Deep reinforcement learning (DRL) has found application in numerous use-cases pertaining to flow control. Multi-agent RL (MARL), a variant of DRL, has shown to be more effective than single-agent RL in controlling flows exhibiting locality and translational invariance. We present, for the first time, an implementation of MARL-based control of three-dimensional Rayleigh-Bénard convection (RBC). Control is executed by modifying the temperature distribution along the bottom wall divided into multiple control segments, each of which acts as an independent agent. Two regimes of RBC are considered at Rayleigh numbers $\mathrm{Ra}=500$ and $750$. Evaluation of the learned control policy reveals a reduction in convection intensity by $23.5\%$ and $8.7\%$ at $\mathrm{Ra}=500$ and $750$, respectively. The MARL controller converts irregularly shaped convective patterns to regular straight rolls with lower convection that resemble flow in a relatively more stable regime. We draw comparisons with proportional control at both $\mathrm{Ra}$ and show that MARL is able to outperform the proportional controller. The learned control strategy is complex, featuring different non-linear segment-wise actuator delays and actuation magnitudes. We also perform successful evaluations on a larger domain than used for training, demonstrating that the invariant property of MARL allows direct transfer of the learnt policy.

Kristian Holme, Jean Rabault, Ricardo Vinuesa et al.

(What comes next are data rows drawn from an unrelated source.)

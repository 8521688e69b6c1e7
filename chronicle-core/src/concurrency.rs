//! Optimistic concurrency errors.
//!
//! Every save checks that the stream has not moved since the instance was
//! loaded: the first pending event must directly follow the durable version.
//! When it does not, the save fails with [`ConcurrencyConflict`] and nothing
//! is written.

use std::fmt;

use thiserror::Error;

/// Another writer appended to the stream after this instance was loaded.
#[derive(Debug, Clone, Copy, PartialEq, Eq, Error)]
pub struct ConcurrencyConflict {
    /// The durable version the instance was built on. `0` means a new stream.
    pub expected: u64,
    /// The version actually found in the store.
    pub actual: u64,
}

impl ConcurrencyConflict {
    /// Compare the version an instance was built on with the durable one.
    ///
    /// # Errors
    ///
    /// Returns the conflict when the versions differ.
    pub const fn check(expected: u64, actual: u64) -> Result<(), Self> {
        if expected == actual {
            Ok(())
        } else {
            Err(Self { expected, actual })
        }
    }
}

// The message carries an actionable hint for the caller.
impl fmt::Display for ConcurrencyConflict {
    fn fmt(&self, f: &mut fmt::Formatter<'_>) -> fmt::Result {
        let Self { expected, actual } = self;
        if *expected == 0 {
            write!(
                f,
                "concurrency conflict: expected new stream, found version {actual} (hint: \
                 another process created this aggregate; reload and retry)"
            )
        } else {
            write!(
                f,
                "concurrency conflict: expected version {expected}, found {actual} (hint: stream \
                 was modified; reload and retry)"
            )
        }
    }
}

#[cfg(test)]
mod tests {
    use super::*;

    #[test]
    fn matching_versions_pass() {
        assert_eq!(ConcurrencyConflict::check(3, 3), Ok(()));
        assert_eq!(ConcurrencyConflict::check(0, 0), Ok(()));
    }

    #[test]
    fn expected_new_stream_mentions_hint() {
        let conflict = ConcurrencyConflict::check(0, 42).unwrap_err();
        let msg = conflict.to_string();
        assert!(msg.contains("expected new stream"));
        assert!(msg.contains("reload and retry"));
    }

    #[test]
    fn expected_version_includes_versions() {
        let conflict = ConcurrencyConflict {
            expected: 5,
            actual: 10,
        };
        let msg = conflict.to_string();
        assert!(msg.contains("expected version 5"));
        assert!(msg.contains("found 10"));
    }
}
//! Core types for the chronicle event-sourcing runtime.
//!
//! - [`aggregate`] - Aggregate definitions, instance handles and actions
//! - [`directory`] - Process-wide lookup of definitions by name
//! - [`instance`] - Versioned instance records (`Registry`)
//! - [`replay`] - Rebuilding instances from history and snapshots
//! - [`repository`] - Serialized load/save with optimistic concurrency
//! - [`store`] - Event persistence abstraction (`EventStore`)
//! - [`snapshot`] - Snapshot storage abstraction (`SnapshotStore`)
//! - [`publish`] - Before/after persist subscribers
//! - [`mutex`] - Keyed asynchronous mutex
//! - [`event`] - Recorded events and the `DomainEvent` marker
//! - [`concurrency`] - Concurrency conflict error
//! - [`config`] - Repository configuration
//!
//! # Example
//!
//! ```
//! use chronicle_core::{repository::Repository, store::inmemory};
//!
//! let repo = Repository::new(inmemory::Store::new());
//! assert!(repo.config().lock_timeout().is_none());
//! ```
//!
//! Most users should depend on the `chronicle` crate, which re-exports these
//! types.

pub mod aggregate;
pub mod concurrency;
pub mod config;
pub mod directory;
pub mod event;
pub mod instance;
pub mod mutex;
pub mod publish;
pub mod replay;
pub mod repository;
pub mod snapshot;
pub mod store;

Rotating detonation engines (RDEs) are a promising propulsion concept that may offer higher thermodynamic efficiency and specific impulse than conventional systems, but nonlinear phenomena, including transitions to oscillatory or chaotic propagation modes, can hinder practical operation. Deep Reinforcement Learning (DRL) has emerged as a promising method for controlling complex nonlinear dynamics such as those observed in RDEs. However, the multi-timescale nature of the RDE system makes direct application of DRL challenging. We address this challenge by reformulating the DRL problem in a moving reference frame that follows the detonation-wave pattern, making the wave structure appear quasi-steady to the agent. This reformulation enables scale separation between fast detonation propagation and slower operating-mode dynamics. We train DRL controllers to modulate spatially segmented injection pressure in a one-dimensional reduced-order RDE model and induce rapid transitions between different mode-locked states. Across a range of actuation periods, initial states, and target modes, controllers trained in the moving frame learn more reliably than those trained in a stationary frame and remain effective over a broader range of actuation periods. These results suggest that symmetry-aware moving reference frame formulations may be useful for related multiscale flow-control problems and that scale separation should be exploited whenever possible to enable DRL control of multi-timescale systems.

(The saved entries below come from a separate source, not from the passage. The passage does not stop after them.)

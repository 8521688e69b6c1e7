//! Integration tests for repository functionality.

use std::{
    sync::{
        Arc,
        atomic::{AtomicBool, Ordering},
    },
    time::Duration,
};

use chronicle::{
    AggregateDefinition, DomainEvent, LoadError, ReplayError, Repository, RepositoryConfig,
    SaveError,
    snapshot::{
        OfferSnapshotError, Snapshot, SnapshotOffer, SnapshotStore,
        inmemory::Store as InMemorySnapshotStore,
    },
    store::{EventStore, NonEmpty, StreamEvent, inmemory},
};
use serde::{Deserialize, Serialize, de::DeserializeOwned};
use serde_json::json;
use thiserror::Error;

// ============================================================================
// Test Domain: Counter
// ============================================================================

#[derive(Debug, Clone, PartialEq, Eq, Serialize, Deserialize)]
struct ValueAdded {
    amount: i32,
}

impl DomainEvent for ValueAdded {
    const KIND: &'static str = "value-added";
}

#[derive(Debug, Default, Clone, PartialEq, Eq, Serialize, Deserialize)]
struct Counter {
    value: i32,
}

fn counter(name: &str) -> AggregateDefinition<Counter> {
    AggregateDefinition::builder(name, Counter::default)
        .on(|state: &mut Counter, event: &ValueAdded| state.value += event.amount)
        .action("add", |ctx, payload| {
            let amount: i32 = serde_json::from_value(payload)?;
            ctx.record(&ValueAdded { amount })
        })
        .build()
}

fn value_added(kind: &str, id: &str, version: u64, amount: i32) -> StreamEvent {
    StreamEvent::new(
        kind,
        id,
        chronicle::RecordedEvent::new(ValueAdded::KIND, json!({ "amount": amount }), version),
    )
}

// ============================================================================
// Custom Snapshot Stores for Testing
// ============================================================================

#[derive(Debug, Error)]
#[error("snapshot load failed")]
struct SnapshotLoadError;

#[derive(Debug)]
struct FailingLoadSnapshotStore {
    offered: AtomicBool,
}

impl FailingLoadSnapshotStore {
    const fn new() -> Self {
        Self {
            offered: AtomicBool::new(false),
        }
    }
}

impl SnapshotStore for FailingLoadSnapshotStore {
    type Error = SnapshotLoadError;

    async fn load<T>(&self, _: &str, _: &str) -> Result<Option<Snapshot<T>>, Self::Error>
    where
        T: DeserializeOwned,
    {
        Err(SnapshotLoadError)
    }

    async fn offer_snapshot<CE, T, Create>(
        &self,
        _: &str,
        _: &str,
        _: u64,
        _: Create,
    ) -> Result<SnapshotOffer, OfferSnapshotError<Self::Error, CE>>
    where
        CE: std::error::Error + Send + Sync + 'static,
        T: Serialize,
        Create: FnOnce() -> Result<Snapshot<T>, CE> + Send,
    {
        self.offered.store(true, Ordering::Relaxed);
        Err(OfferSnapshotError::Snapshot(SnapshotLoadError))
    }
}

/// Always hands out the same snapshot, whatever the stream.
#[derive(Debug)]
struct FixedSnapshotStore {
    version: u64,
    state: serde_json::Value,
}

impl SnapshotStore for FixedSnapshotStore {
    type Error = serde_json::Error;

    async fn load<T>(&self, _: &str, _: &str) -> Result<Option<Snapshot<T>>, Self::Error>
    where
        T: DeserializeOwned,
    {
        Ok(Some(Snapshot {
            version: self.version,
            state: serde_json::from_value(self.state.clone())?,
        }))
    }

    async fn offer_snapshot<CE, T, Create>(
        &self,
        _: &str,
        _: &str,
        _: u64,
        _: Create,
    ) -> Result<SnapshotOffer, OfferSnapshotError<Self::Error, CE>>
    where
        CE: std::error::Error + Send + Sync + 'static,
        T: Serialize,
        Create: FnOnce() -> Result<Snapshot<T>, CE> + Send,
    {
        Ok(SnapshotOffer::Declined)
    }
}

// ============================================================================
// Tests
// ============================================================================

#[tokio::test]
async fn save_and_load_round_trip() {
    let definition = counter("repo-round-trip");
    let repo = Repository::new(inmemory::Store::new());

    let instance = definition.create("c1").unwrap();
    instance.invoke("add", json!(5)).unwrap();
    instance.invoke("add", json!(7)).unwrap();
    repo.save(&instance).await.unwrap();

    assert_eq!(
        repo.event_store()
            .aggregate_version("repo-round-trip", "c1")
            .await
            .unwrap(),
        2
    );
    let loaded = repo.load(&definition, "c1").await.unwrap();
    assert_eq!(loaded.state().unwrap(), Counter { value: 12 });
    assert_eq!(loaded.version().unwrap(), 2);
}

#[tokio::test]
async fn loaded_instance_keeps_saving() {
    let definition = counter("repo-keeps-saving");
    let repo = Repository::new(inmemory::Store::new());

    let first = definition.create("c1").unwrap();
    first.invoke("add", json!(1)).unwrap();
    repo.save(&first).await.unwrap();

    let loaded = repo.load(&definition, "c1").await.unwrap();
    loaded.invoke("add", json!(2)).unwrap();
    repo.save(&loaded).await.unwrap();

    let events = repo.event_store().events("repo-keeps-saving", "c1");
    let versions: Vec<u64> = events.iter().map(StreamEvent::version).collect();
    assert_eq!(versions, vec![1, 2]);
}

#[tokio::test]
async fn save_with_no_pending_events_touches_nothing() {
    let definition = counter("repo-no-op");
    let repo = Repository::new(inmemory::Store::new())
        .with_snapshots(InMemorySnapshotStore::always());

    let instance = definition.create("c1").unwrap();
    repo.save(&instance).await.unwrap();

    assert_eq!(repo.event_store().stream_count(), 0);
    assert_eq!(repo.snapshot_store().snapshot_version("repo-no-op", "c1"), None);
}

#[tokio::test]
async fn concurrent_first_saves_conflict_exactly_once() {
    let definition = counter("repo-concurrent");
    let repo = Repository::new(inmemory::Store::new());

    let a = definition.create("c1").unwrap();
    let b = definition.create("c1").unwrap();
    a.invoke("add", json!(1)).unwrap();
    b.invoke("add", json!(2)).unwrap();

    let (first, second) = tokio::join!(repo.save(&a), repo.save(&b));

    let conflicts = [&first, &second]
        .iter()
        .filter(|result| matches!(result, Err(SaveError::Concurrency(_))))
        .count();
    assert_eq!(conflicts, 1);
    assert!(first.is_ok() || second.is_ok());
    assert_eq!(repo.event_store().events("repo-concurrent", "c1").len(), 1);
}

#[tokio::test]
async fn conflict_message_suggests_reload() {
    let definition = counter("repo-conflict-message");
    let repo = Repository::new(inmemory::Store::new());

    let stale = definition.create("c1").unwrap();
    let fresh = definition.create("c1").unwrap();
    fresh.invoke("add", json!(1)).unwrap();
    repo.save(&fresh).await.unwrap();

    stale.invoke("add", json!(1)).unwrap();
    let err = repo.save(&stale).await.unwrap_err();

    assert!(err.to_string().contains("reload and retry"));
    // Popped events are not handed back.
    assert!(stale.pending_events().unwrap().is_empty());
}

#[tokio::test]
async fn snapshot_plus_events_replays_to_combined_version() {
    let definition = counter("repo-snapshot-replay");
    let store = inmemory::Store::new();
    store
        .save_events(
            NonEmpty::from_vec(
                (1..=5)
                    .map(|version| value_added("repo-snapshot-replay", "c1", version, 1))
                    .collect(),
            )
            .unwrap(),
        )
        .await
        .unwrap();
    let repo = Repository::new(store).with_snapshots(FixedSnapshotStore {
        version: 3,
        state: json!({ "value": 100 }),
    });

    let loaded = repo.load(&definition, "c1").await.unwrap();

    assert_eq!(loaded.version().unwrap(), 5);
    assert_eq!(loaded.state().unwrap(), Counter { value: 102 });
}

#[tokio::test]
async fn every_n_snapshots_are_used_on_load() {
    let definition = counter("repo-every-n");
    let repo = Repository::new(inmemory::Store::new())
        .with_snapshots(InMemorySnapshotStore::every(3));

    let instance = definition.create("c1").unwrap();
    for amount in 1..=3 {
        instance.invoke("add", json!(amount)).unwrap();
    }
    repo.save(&instance).await.unwrap();
    instance.invoke("add", json!(10)).unwrap();
    repo.save(&instance).await.unwrap();

    assert_eq!(
        repo.snapshot_store().snapshot_version("repo-every-n", "c1"),
        Some(3)
    );
    let loaded = repo.load(&definition, "c1").await.unwrap();
    assert_eq!(loaded.version().unwrap(), 4);
    assert_eq!(loaded.state().unwrap(), Counter { value: 16 });
}

#[tokio::test]
async fn snapshot_ignores_actions_run_during_save() {
    let definition = counter("repo-snapshot-mid-save");
    let instance = Arc::new(definition.create("c1").unwrap());
    let handle = Arc::clone(&instance);
    let repo = Repository::new(inmemory::Store::new())
        .with_snapshots(InMemorySnapshotStore::always())
        .on_before_persist(move |_| {
            handle.invoke("add", json!(100)).unwrap();
            async { Ok(()) }
        });

    instance.invoke("add", json!(1)).unwrap();
    repo.save(&instance).await.unwrap();

    assert_eq!(
        repo.snapshot_store()
            .snapshot_version("repo-snapshot-mid-save", "c1"),
        Some(1)
    );
    let loaded = repo.load(&definition, "c1").await.unwrap();
    assert_eq!(loaded.version().unwrap(), 1);
    assert_eq!(loaded.state().unwrap(), Counter { value: 1 });
    // The action run during the save is still pending on the live handle.
    assert_eq!(instance.pending_events().unwrap().len(), 1);
}

#[tokio::test]
async fn snapshot_failures_do_not_fail_load_or_save() {
    let definition = counter("repo-snapshot-failure");
    let repo = Repository::new(inmemory::Store::new())
        .with_snapshots(FailingLoadSnapshotStore::new());

    let instance = definition.create("c1").unwrap();
    instance.invoke("add", json!(4)).unwrap();
    repo.save(&instance).await.unwrap();
    assert!(repo.snapshot_store().offered.load(Ordering::Relaxed));

    let loaded = repo.load(&definition, "c1").await.unwrap();
    assert_eq!(loaded.state().unwrap(), Counter { value: 4 });
}

#[tokio::test]
async fn unknown_event_in_history_fails_load() {
    let definition = counter("repo-unknown-event");
    let store = inmemory::Store::new();
    store
        .save_events(NonEmpty::new(StreamEvent::new(
            "repo-unknown-event",
            "c1",
            chronicle::RecordedEvent::new("value-removed", json!({ "amount": 1 }), 1),
        )))
        .await
        .unwrap();
    let repo = Repository::new(store);

    let err = repo.load(&definition, "c1").await.unwrap_err();

    assert!(matches!(
        err,
        LoadError::Replay(ReplayError::HandlerNotDefined { .. })
    ));
    assert_eq!(definition.live_instances(), 0);
}

#[tokio::test]
async fn load_by_name_uses_registered_definition() {
    let definition = counter("repo-by-name");
    let repo = Repository::new(inmemory::Store::new());

    let instance = definition.create("c1").unwrap();
    instance.invoke("add", json!(9)).unwrap();
    repo.save(&instance).await.unwrap();

    let loaded = repo.load_by_name::<Counter>("repo-by-name", "c1").await.unwrap();
    assert_eq!(loaded.state().unwrap(), Counter { value: 9 });

    let err = repo
        .load_by_name::<Counter>("repo-never-defined", "c1")
        .await
        .unwrap_err();
    assert!(matches!(err, LoadError::Definition(_)));
}

#[tokio::test]
async fn lock_timeout_is_honoured() {
    let definition = counter("repo-lock-timeout");
    let repo = Repository::new(inmemory::Store::new())
        .with_config(RepositoryConfig::default().with_lock_timeout(Duration::from_millis(20)));

    let guard = repo.mutex().acquire("repo-lock-timeout:c1").await;
    let err = repo.load(&definition, "c1").await.unwrap_err();
    assert!(matches!(err, LoadError::LockTimeout(_)));

    drop(guard);
    assert!(repo.load(&definition, "c1").await.is_ok());
}

#[tokio::test]
async fn different_ids_do_not_block_each_other() {
    let definition = counter("repo-independent-ids");
    let repo = Repository::new(inmemory::Store::new())
        .with_config(RepositoryConfig::default().with_lock_timeout(Duration::from_millis(50)));

    let _held = repo.mutex().acquire("repo-independent-ids:c1").await;
    let loaded = repo.load(&definition, "c2").await.unwrap();

    assert_eq!(loaded.id(), "c2");
}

Hans Harder, Jean Rabault, Ricardo Vinuesa et al.

We utilize extreme-learning machines for the prediction of partial differential equations (PDEs). Our method splits the state space into multiple windows that are predicted individually using a single model. Despite requiring only few data points (in some cases, our method can learn from a single full-state snapshot), it still achieves high accuracy and can predict the flow of PDEs over long time horizons. Moreover, we show how additional symmetries can be exploited to increase sample efficiency and to enforce equivariance.